15:00h. Lunes, 30 de marzo de 2020

Pepe Casamayor

En un mundo en el que quien no llora no mama; en un mundo en el que -cada vez más- actuamos como empresarios de nosotros mismos y nos empecinamos en vendernos a los demás continuamente, se agradece, como bendita agua de mayo, la presencia de esos escasos seres que van por la vida con orden y con concierto, sin alharacas, sin estridencias, a pecho descubierto y sin taimadas cartas debajo de la manga. Son individuos por lo general silenciosos, humildes, prudentes, con pocas ganas de destacar ni de sobresalir sobre nada ni sobre nadie; individuos que ni venden ni se venden; que no buscarán la foto fácil ni las falsas influencias ni los vacuos protagonismos ni el apoyo y el arropo -siempre falaz- de los poderosos.

Por estos lares y en el mundo del arte, aunque no lo crean, existe alguno de esos especímenes. Son pocos, por supuesto; y son excepciones. Pero cuando aparecen tímidamente en escena, se ilumina de forma clara y amable el grisáceo y hostil panorama.

Pepe Casamayor, el escultor, el artista, es uno de ellos.

Claro está que la humildad no es un elemento constitutivo del arte, pero cuánto lo nutre y cuánto lo enriquece; cuánta pátina de seriedad, coherencia y sabiduría le reporta al autor y a su obra. Cuánto mito artístico se nos destroza al conocerlo personalmente, como si fuese un jarrón de mala cerámica cuando cae al suelo…

Casamayor no es un extraordinario escultor porque sea humilde, es humilde porque es un artista sabio. Por supuesto que sería igual de bueno si no le recorrieran la sangre los linfocitos de la bondad, la prudencia y la discreción. Pero resulta que a sus innatas -y trabajadísimas- cualidades técnicas y a su capacidad de invención artística, se le unen unas soberbias cualidades humanas: miel sobre hojuelas.

Lamentablemente muchas veces, en el mundo del arte, hay que ser vanidoso, egocéntrico, pedante y amigo del poder para hacerse oír y para ser visible. Sin dotes para la excesiva autopromoción, para el compadreo político, para el postureo, para el vil trepismo y para los codazos, Casamayor, a fuerza de cinceladas y talento, ha podido hacerse un hueco y un nombre en el panorama nacional de la escultura: el talento acaba casi siempre por salir a la superficie. Aunque tarde. Aunque cueste mucho.

Y el talento de Casamayor es claro y contundente: la invención contenida, mesurada, y sosegada, sustentada sobre un sólido y extraordinario dominio técnico. El arte de Casamayor es un arte moderno porque es un arte clásico, un arte que no ha renegado de la tradición, cimentándose en ella, pero que pretende, en principio, traerla hasta los terrenos de lo contemporáneo, para posteriormente trascenderla. Un camino similar, el de Casamayor, al que siguió el pintor Francisco Hernández.
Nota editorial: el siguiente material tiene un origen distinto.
//! Step inputs and configuration file handling for handoff.
//!
//! [`Inputs`] is what a step invocation received, with absent and empty
//! values both represented as `None`. An optional `.handoff.toml` supplies
//! repository-wide defaults; explicit inputs always win over it.
//!
//! # Example
//!
//! ```
//! use handoff_config::{Config, Inputs, load_config};
//! use std::path::Path;
//!
//! let config = load_config(Path::new(".")).expect("load config");
//! let inputs = Inputs {
//!     token: Some("t".into()),
//!     ..Inputs::default()
//! }
//! .with_config(&config);
//! println!("ledger: {}", inputs.api_url());
//! ```

use std::path::{Path, PathBuf};

use anyhow::{Context, Result, bail};
use serde::{Deserialize, Serialize};

/// Default configuration file name
pub const CONFIG_FILE: &str = ".handoff.toml";

/// Ledger base URL used when neither the input nor the config sets one.
pub const DEFAULT_API_URL: &str = "https://api.handoff.dev";

/// Get the config file path for a directory
pub fn config_path(dir: &Path) -> PathBuf {
    dir.join(CONFIG_FILE)
}

/// Repository-wide defaults from `.handoff.toml`.
#[derive(Debug, Clone, Default, PartialEq, Eq, Serialize, Deserialize)]
pub struct Config {
    #[serde(default)]
    pub api: ApiConfig,
    #[serde(default)]
    pub release: ReleaseConfig,
    #[serde(default)]
    pub storage: StorageSection,
}

/// `[api]`
#[derive(Debug, Clone, Default, PartialEq, Eq, Serialize, Deserialize)]
pub struct ApiConfig {
    #[serde(default, skip_serializing_if = "Option::is_none")]
    pub url: Option<String>,
}

/// `[release]`
#[derive(Debug, Clone, Default, PartialEq, Eq, Serialize, Deserialize)]
pub struct ReleaseConfig {
    #[serde(default, skip_serializing_if = "Option::is_none")]
    pub prefix: Option<String>,
    #[serde(default, skip_serializing_if = "Option::is_none")]
    pub skip_github_release: Option<bool>,
    #[serde(default, skip_serializing_if = "Option::is_none")]
    pub draft: Option<bool>,
    #[serde(default, skip_serializing_if = "Option::is_none")]
    pub prerelease: Option<bool>,
}

/// `[storage]`
#[derive(Debug, Clone, Default, PartialEq, Eq, Serialize, Deserialize)]
pub struct StorageSection {
    /// Blob store directory shared by the jobs of one run.
    #[serde(default, skip_serializing_if = "Option::is_none")]
    pub dir: Option<PathBuf>,
}

impl Config {
    pub fn api_url(&self) -> Option<&str> {
        self.api.url.as_deref()
    }

    pub fn storage_dir(&self) -> Option<&Path> {
        self.storage.dir.as_deref()
    }
}

/// Load configuration from a directory; a missing file yields defaults.
pub fn load_config(dir: &Path) -> Result<Config> {
    load_config_from_file(&config_path(dir))
}

/// Load configuration from a specific file path
pub fn load_config_from_file(path: &Path) -> Result<Config> {
    if !path.exists() {
        return Ok(Config::default());
    }

    let content = std::fs::read_to_string(path)
        .with_context(|| format!("failed to read config file: {}", path.display()))?;

    let config: Config = toml::from_str(&content)
        .with_context(|| format!("failed to parse config file: {}", path.display()))?;

    Ok(config)
}

/// Find configuration file by walking up the directory tree
pub fn find_config(start_dir: &Path) -> Option<PathBuf> {
    let mut current = start_dir;

    loop {
        let config_file = current.join(CONFIG_FILE);
        if config_file.exists() {
            return Some(config_file);
        }

        match current.parent() {
            Some(parent) => current = parent,
            None => return None,
        }
    }
}

/// Parse a boolean step input. Empty means "not provided".
pub fn parse_bool_input(name: &str, value: &str) -> Result<Option<bool>> {
    let trimmed = value.trim();
    if trimmed.is_empty() {
        return Ok(None);
    }
    match trimmed.to_ascii_lowercase().as_str() {
        "true" => Ok(Some(true)),
        "false" => Ok(Some(false)),
        _ => bail!("input '{name}' must be true or false, got '{trimmed}'"),
    }
}

/// Inputs of one step invocation.
///
/// Booleans are tri-state: `None` when the input was not provided, so a
/// config default can fill it and an explicit `false` can override one.
#[derive(Debug, Clone, Default, PartialEq, Eq)]
pub struct Inputs {
    pub token: Option<String>,
    pub secret_key: Option<String>,
    pub environment: Option<String>,
    pub version: Option<String>,
    pub bump: Option<String>,
    pub dry_run: Option<bool>,
    pub get_version: Option<bool>,
    pub skip_github_release: Option<bool>,
    pub release_prefix: Option<String>,
    pub github_token: Option<String>,
    pub body: Option<String>,
    pub body_file: Option<PathBuf>,
    pub draft: Option<bool>,
    pub prerelease: Option<bool>,
    /// Newline-separated glob patterns.
    pub artifacts: Option<String>,
    pub commit_hash: Option<String>,
    pub commit_message: Option<String>,
    pub deployed_by: Option<String>,
    pub api_url: Option<String>,
}

fn present(value: Option<String>) -> Option<String> {
    value.filter(|v| !v.trim().is_empty())
}

impl Inputs {
    /// Treat empty and whitespace-only string inputs as absent.
    pub fn normalized(self) -> Self {
        Self {
            token: present(self.token),
            secret_key: present(self.secret_key),
            environment: present(self.environment).map(|v| v.trim().to_string()),
            version: present(self.version).map(|v| v.trim().to_string()),
            bump: present(self.bump).map(|v| v.trim().to_string()),
            release_prefix: present(self.release_prefix).map(|v| v.trim().to_string()),
            github_token: present(self.github_token),
            body: present(self.body),
            body_file: self.body_file.filter(|p| !p.as_os_str().is_empty()),
            artifacts: present(self.artifacts),
            commit_hash: present(self.commit_hash).map(|v| v.trim().to_string()),
            commit_message: present(self.commit_message),
            deployed_by: present(self.deployed_by).map(|v| v.trim().to_string()),
            api_url: present(self.api_url).map(|v| v.trim().to_string()),
            ..self
        }
    }

    /// Fill inputs that were not provided from `.handoff.toml`.
    pub fn with_config(self, config: &Config) -> Self {
        Self {
            api_url: self.api_url.or_else(|| config.api.url.clone()),
            release_prefix: self.release_prefix.or_else(|| config.release.prefix.clone()),
            skip_github_release: self
                .skip_github_release
                .or(config.release.skip_github_release),
            draft: self.draft.or(config.release.draft),
            prerelease: self.prerelease.or(config.release.prerelease),
            ..self
        }
    }

    /// Ledger base URL, defaulting to [`DEFAULT_API_URL`].
    pub fn api_url(&self) -> &str {
        self.api_url.as_deref().unwrap_or(DEFAULT_API_URL)
    }

    /// The `artifacts` input split into one glob pattern per non-blank line.
    pub fn artifact_patterns(&self) -> Vec<String> {
        self.artifacts
            .as_deref()
            .map(|raw| {
                raw.lines()
                    .map(str::trim)
                    .filter(|l| !l.is_empty())
                    .map(str::to_string)
                    .collect()
            })
            .unwrap_or_default()
    }

    /// Release body: the `body` input, else the contents of `body-file`.
    ///
    /// An unreadable `body-file` is an error.
    pub fn resolve_body(&self) -> Result<Option<String>> {
        if let Some(body) = &self.body {
            return Ok(Some(body.clone()));
        }
        match &self.body_file {
            None => Ok(None),
            Some(path) => {
                let content = std::fs::read_to_string(path)
                    .with_context(|| format!("failed to read body-file: {}", path.display()))?;
                Ok(Some(content).filter(|c| !c.trim().is_empty()))
            }
        }
    }

    pub fn dry_run(&self) -> bool {
        self.dry_run.unwrap_or(false)
    }

    pub fn get_version(&self) -> bool {
        self.get_version.unwrap_or(false)
    }

    pub fn skip_github_release(&self) -> bool {
        self.skip_github_release.unwrap_or(false)
    }

    pub fn draft(&self) -> bool {
        self.draft.unwrap_or(false)
    }

    pub fn prerelease(&self) -> bool {
        self.prerelease.unwrap_or(false)
    }
}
La escultura de Casamayor no se estanca en lo clásico, sino que emprende el camino desde lo clásico, para enfrentarse a su tiempo y a sus circunstancias mejor pertrechado que otros artistas, que, en cambio, inician el camino desde cero, desde el momento presente. Casamayor trae a cuestas todo el peso del arte occidental en sus mazas pero con el deseo de seguir hacia adelante, en busca de una creación de su tiempo, personal y novedosa.

Casamayor es uno de los grandes. Y lo es por méritos propios, porque nada ha pedido ni mendigado a nadie, porque lo que ha conseguido lo ha hecho por propia valía y sin lamer el suelo que pisan los que mandan. No tiene calles ni le pondrán museos con su nombre, como a otros muchos pedigüeños del arte. Pero ni falta que le hace.